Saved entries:
+ + + +

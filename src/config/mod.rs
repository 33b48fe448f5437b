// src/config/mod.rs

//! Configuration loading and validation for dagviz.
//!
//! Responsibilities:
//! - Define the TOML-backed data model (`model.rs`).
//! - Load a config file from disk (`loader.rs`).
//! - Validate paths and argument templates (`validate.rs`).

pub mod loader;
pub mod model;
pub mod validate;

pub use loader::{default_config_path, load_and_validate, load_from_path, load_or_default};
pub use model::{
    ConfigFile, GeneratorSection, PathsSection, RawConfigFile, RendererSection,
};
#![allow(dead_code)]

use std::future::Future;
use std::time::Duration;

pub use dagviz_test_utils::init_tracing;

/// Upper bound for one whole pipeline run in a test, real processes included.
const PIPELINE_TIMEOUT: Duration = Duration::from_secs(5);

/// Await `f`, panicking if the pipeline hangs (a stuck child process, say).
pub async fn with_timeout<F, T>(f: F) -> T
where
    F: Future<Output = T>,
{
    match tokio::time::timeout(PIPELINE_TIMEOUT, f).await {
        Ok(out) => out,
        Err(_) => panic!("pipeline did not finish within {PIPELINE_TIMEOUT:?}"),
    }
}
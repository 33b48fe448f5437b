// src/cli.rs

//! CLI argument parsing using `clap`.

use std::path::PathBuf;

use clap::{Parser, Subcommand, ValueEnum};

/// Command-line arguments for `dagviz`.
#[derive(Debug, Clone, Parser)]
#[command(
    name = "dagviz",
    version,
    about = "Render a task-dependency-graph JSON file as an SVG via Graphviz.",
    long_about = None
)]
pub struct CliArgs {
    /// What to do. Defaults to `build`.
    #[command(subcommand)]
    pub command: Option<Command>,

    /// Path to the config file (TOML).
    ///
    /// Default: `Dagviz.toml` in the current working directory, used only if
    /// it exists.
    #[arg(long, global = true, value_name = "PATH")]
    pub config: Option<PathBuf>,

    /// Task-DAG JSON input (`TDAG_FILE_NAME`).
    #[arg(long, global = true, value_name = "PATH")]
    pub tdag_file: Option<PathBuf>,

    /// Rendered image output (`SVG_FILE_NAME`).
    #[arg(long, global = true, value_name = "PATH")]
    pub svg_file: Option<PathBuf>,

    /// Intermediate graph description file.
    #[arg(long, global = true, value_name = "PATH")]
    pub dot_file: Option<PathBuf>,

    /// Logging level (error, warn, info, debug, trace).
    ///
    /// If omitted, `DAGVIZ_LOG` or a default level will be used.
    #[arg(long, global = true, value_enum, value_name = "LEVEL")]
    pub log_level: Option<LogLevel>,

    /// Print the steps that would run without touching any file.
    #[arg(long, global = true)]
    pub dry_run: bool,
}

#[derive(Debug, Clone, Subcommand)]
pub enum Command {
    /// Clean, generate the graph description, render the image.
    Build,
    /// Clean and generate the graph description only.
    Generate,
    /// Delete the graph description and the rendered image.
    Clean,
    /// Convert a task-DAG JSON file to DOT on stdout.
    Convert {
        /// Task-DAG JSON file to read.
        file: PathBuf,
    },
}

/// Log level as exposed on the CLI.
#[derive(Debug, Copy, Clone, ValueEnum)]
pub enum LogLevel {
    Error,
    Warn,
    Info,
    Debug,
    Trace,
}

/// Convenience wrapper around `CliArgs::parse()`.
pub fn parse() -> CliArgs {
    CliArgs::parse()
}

+ + + +

Copy exactly the line that contains "DOT on stdout." and every line after it, up to and including the last line of the records.

    /// Convert a task-DAG JSON file to DOT on stdout.
    Convert {
        /// Task-DAG JSON file to read.
        file: PathBuf,
    },
}

/// Log level as exposed on the CLI.
#[derive(Debug, Copy, Clone, ValueEnum)]
pub enum LogLevel {
    Error,
    Warn,
    Info,
    Debug,
    Trace,
}

/// Convenience wrapper around `CliArgs::parse()`.
pub fn parse() -> CliArgs {
    CliArgs::parse()
}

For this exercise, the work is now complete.